Old people may also have some priority through the old people's shared ownership scheme.

What you need to know about the shared ownership scheme:

You can buy more shared in your shared ownership property through a process known as staircasing.

The shares will be sold to you at the current market value of the property. You must continue to pay rent until you own the new shares you intend to purchase.

You can also sell the shares in your shared ownership property but the housing association or your landlord will need to agree on a minimum price at which you can sell your shares.

The shared ownership landlord will also have first refusal on the sale of the shares in the property and if they then refuse to make an offer or take up this right of first refusal you can then sell this house on the open market but only to someone who is eligible for the shared ownership scheme. The housing association or landlord will usually advertise the property to a list of eligible buyers who are currently on the waiting list.

Shared ownerships could have high service charges and ground rent due to the fact that they are leasehold properties.
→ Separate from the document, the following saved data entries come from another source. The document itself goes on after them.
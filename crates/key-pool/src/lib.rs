//! API key pool with rotation for the generative-AI service
//!
//! Holds a set of API keys (user-supplied or system-supplied), hands them out
//! round-robin, and wraps every outbound call so that a failing key is
//! skipped in favour of the next one. Failures are classified from the error
//! message:
//!
//! 1. Authorization failure (key rejected) → key marked `Invalid`, next key tried
//! 2. Transient failure (rate limit, quota, 5xx) → next key tried, key stays `Active`
//! 3. Anything else → returned to the caller unchanged, no further keys tried
//! 4. Every active key failed → `RotationError::Exhausted`, telling the caller
//!    whether the user's own keys or the system keys ran out
//!
//! Invalid keys stay invalid until the pool is rebuilt (the user saves a new
//! key list). Same-key retry with exponential backoff and a minimum-interval
//! throttle are separate layers that call sites opt into.

pub mod backoff;
pub mod classify;
pub mod error;
pub mod pool;
pub mod rotation;
pub mod store;
pub mod throttle;

pub use backoff::{RetryPolicy, retry_with_backoff};
pub use classify::{FailureClass, FailureClassifier, KeyFailure};
pub use error::{Error, Result};
pub use pool::{Credential, KeyPool, KeySource, KeyStatus, normalize_keys, parse_key_list};
pub use rotation::{AggregateFailure, RotationError, Rotator};
pub use store::{KeyStore, MAX_USER_KEYS};
pub use throttle::Throttle;
//! Same-key retry with backoff
//!
//! Separate from key rotation: a call site can wrap its own operation in
//! `retry_with_backoff` before handing it to `Rotator::execute`, so one key is
//! retried a few times before the rotator moves on to the next key.

use std::future::Future;
use std::time::Duration;

use rand::RngExt;
use tracing::debug;

use crate::classify::{FailureClass, FailureClassifier, KeyFailure};

/// Extra wait added per prior attempt when the service reports throttling.
const RATE_LIMIT_STEP: Duration = Duration::from_secs(5);

/// How often and how long to retry one key.
#[derive(Debug, Clone)]
pub struct RetryPolicy {
    /// Total attempts including the first. `1` disables retrying.
    pub max_attempts: u32,
    /// First delay of the exponential schedule.
    pub base_delay: Duration,
    /// Cap for the exponential schedule.
    pub max_delay: Duration,
    /// Wait after a rate-limit or other transient failure.
    pub rate_limit_delay: Duration,
    /// Add up to a quarter of the delay at random.
    pub jitter: bool,
}

impl Default for RetryPolicy {
    fn default() -> Self {
        Self {
            max_attempts: 5,
            base_delay: Duration::from_secs(4),
            max_delay: Duration::from_secs(64),
            rate_limit_delay: Duration::from_secs(60),
            jitter: true,
        }
    }
}

impl RetryPolicy {
    /// A single attempt, no retries.
    pub fn none() -> Self {
        Self {
            max_attempts: 1,
            ..Self::default()
        }
    }

    /// Delay before the next attempt after `failed` attempts have failed,
    /// without jitter.
    pub fn delay_for(&self, failed: u32, class: FailureClass) -> Duration {
        match class {
            FailureClass::Retryable => self.rate_limit_delay + RATE_LIMIT_STEP * failed,
            _ => {
                let exp = failed.saturating_sub(1).min(16);
                self.base_delay
                    .saturating_mul(1u32 << exp)
                    .min(self.max_delay)
            }
        }
    }

    fn with_jitter(&self, delay: Duration) -> Duration {
        if !self.jitter {
            return delay;
        }
        let spread = (delay.as_millis() / 4) as u64;
        if spread == 0 {
            return delay;
        }
        delay + Duration::from_millis(rand::rng().random_range(0..=spread))
    }
}

/// Run `operation` up to `policy.max_attempts` times on the same key.
///
/// Auth failures return immediately: retrying a rejected key cannot help and
/// the rotator needs to see the error to invalidate it. Transient failures
/// wait `rate_limit_delay` (growing per attempt); anything else follows the
/// exponential schedule. The last error is returned unchanged.
pub async fn retry_with_backoff<T, E, F, Fut>(
    policy: &RetryPolicy,
    classifier: &FailureClassifier,
    mut operation: F,
) -> Result<T, E>
where
    F: FnMut() -> Fut,
    Fut: Future<Output = Result<T, E>>,
    E: KeyFailure,
{
    let max_attempts = policy.max_attempts.max(1);
    let mut failed = 0u32;

    loop {
        let err = match operation().await {
            Ok(value) => return Ok(value),
            Err(e) => e,
        };
        failed += 1;

        let message = err.to_string();
        let class = classifier.classify_error(&err);
        if class == FailureClass::Auth || failed >= max_attempts {
            return Err(err);
        }

        let delay = policy.with_jitter(policy.delay_for(failed, class));
        debug!(
            attempt = failed,
            max_attempts,
            class = class.label(),
            delay_ms = delay.as_millis() as u64,
            error = %message,
            "retrying on the same key"
        );
        tokio::time::sleep(delay).await;
    }
}

#[cfg(test)]
mod tests {
    use super::*;
    use std::sync::Arc;
    use std::sync::atomic::{AtomicU32, Ordering};

    fn fast_policy() -> RetryPolicy {
        RetryPolicy {
            max_attempts: 4,
            base_delay: Duration::from_millis(100),
            max_delay: Duration::from_millis(250),
            rate_limit_delay: Duration::from_secs(1),
            jitter: false,
        }
    }

    /// Fails with `message` for the first `failures` calls, then succeeds.
    fn flaky(
        counter: &Arc<AtomicU32>,
        failures: u32,
        message: &'static str,
    ) -> impl FnMut() -> std::future::Ready<Result<u32, String>> {
        let counter = counter.clone();
        move || {
            let n = counter.fetch_add(1, Ordering::SeqCst) + 1;
            std::future::ready(if n <= failures {
                Err(message.to_string())
            } else {
                Ok(n)
            })
        }
    }

    #[test]
    fn exponential_schedule_is_capped() {
        let policy = fast_policy();
        assert_eq!(policy.delay_for(1, FailureClass::Fatal), Duration::from_millis(100));
        assert_eq!(policy.delay_for(2, FailureClass::Fatal), Duration::from_millis(200));
        assert_eq!(policy.delay_for(3, FailureClass::Fatal), Duration::from_millis(250));
        assert_eq!(policy.delay_for(40, FailureClass::Fatal), Duration::from_millis(250));
    }

    #[test]
    fn rate_limit_schedule_grows_per_attempt() {
        let policy = fast_policy();
        assert_eq!(policy.delay_for(1, FailureClass::Retryable), Duration::from_secs(6));
        assert_eq!(policy.delay_for(2, FailureClass::Retryable), Duration::from_secs(11));
    }

    #[test]
    fn jitter_stays_within_a_quarter() {
        let policy = RetryPolicy {
            jitter: true,
            ..fast_policy()
        };
        for _ in 0..50 {
            let d = policy.with_jitter(Duration::from_millis(400));
            assert!(d >= Duration::from_millis(400) && d <= Duration::from_millis(500));
        }
    }

    #[tokio::test(start_paused = true)]
    async fn succeeds_after_transient_failures() {
        let counter = Arc::new(AtomicU32::new(0));
        let started = tokio::time::Instant::now();

        let out = retry_with_backoff(
            &fast_policy(),
            &FailureClassifier::default(),
            flaky(&counter, 2, "response contained no image data"),
        )
        .await
        .unwrap();

        assert_eq!(out, 3);
        // 100ms + 200ms of backoff on the paused clock
        assert_eq!(started.elapsed(), Duration::from_millis(300));
    }

    #[tokio::test(start_paused = true)]
    async fn gives_up_after_max_attempts_with_last_error() {
        let counter = Arc::new(AtomicU32::new(0));

        let err = retry_with_backoff(
            &fast_policy(),
            &FailureClassifier::default(),
            flaky(&counter, 10, "503 model overloaded"),
        )
        .await
        .unwrap_err();

        assert_eq!(err, "503 model overloaded");
        assert_eq!(counter.load(Ordering::SeqCst), 4);
    }

    #[tokio::test(start_paused = true)]
    async fn auth_failure_is_not_retried() {
        let counter = Arc::new(AtomicU32::new(0));

        let err = retry_with_backoff(
            &fast_policy(),
            &FailureClassifier::default(),
            flaky(&counter, 10, "API key not valid"),
        )
        .await
        .unwrap_err();

        assert_eq!(err, "API key not valid");
        assert_eq!(counter.load(Ordering::SeqCst), 1);
    }

    #[tokio::test(start_paused = true)]
    async fn none_policy_runs_once() {
        let counter = Arc::new(AtomicU32::new(0));

        let result = retry_with_backoff(
            &RetryPolicy::none(),
            &FailureClassifier::default(),
            flaky(&counter, 1, "429"),
        )
        .await;

        assert!(result.is_err());
        assert_eq!(counter.load(Ordering::SeqCst), 1);
    }
}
Shared ownership mortgages

With a shared ownership scheme you will usually need a 5% mortgage deposit for most mortgage lenders to lend to you. A shared ownership mortgage broker may be able to assist you in getting shared ownership mortgage.

Shared ownership properties have a variety of pros and cons which you may want to consider.

Alternative government schemes to the shared ownership scheme

They are:

  • Lifetime ISA- gives you a government bonus of £1,000 if you save the maximum £4,000 a year.
  • Help to buy ISA- gives a maximum bonus us £3,000 if you save the maximum allowed of £12,000. Before you get either you should consider which is better. Lifetime ISA vs Help to buy ISA.
  • Help to buy equity loan- gives you up to 40% as a 5-year interest-free equity loan. You begin to pay interest at 1.75 % after the fifth year and 1% plus RPI for every year thereafter.
  • Shared ownership- You can buy between 25% to 75% of the property initially with a shared ownership mortgage and then buy more using a staircasing mortgage.
  • Armed forces help to buy- similar to the help to buy equity loan but specific for the armed forces personnel giving them an increased chance of acceptance.
  • Rent to buy- This is the right to buy scheme on which this guide is currently discussing. A different marketing name is just used. Watch out for this when shopping to avoid missing out on eligible properties due to confusion.
  • Right to buy- allows you to buy your home at a discount price.
  • Preserved right to buy- same as above.
  • Right to acquire- same as above.

You may also be able to use a host of mortgages with the help of your family.

They are a certain type of mortgage known as a family springboard mortgage, they include mortgages from lenders such as the Barclays family springboard mortgage, the lloyds lend a hand mortgage or the post office family link mortgage.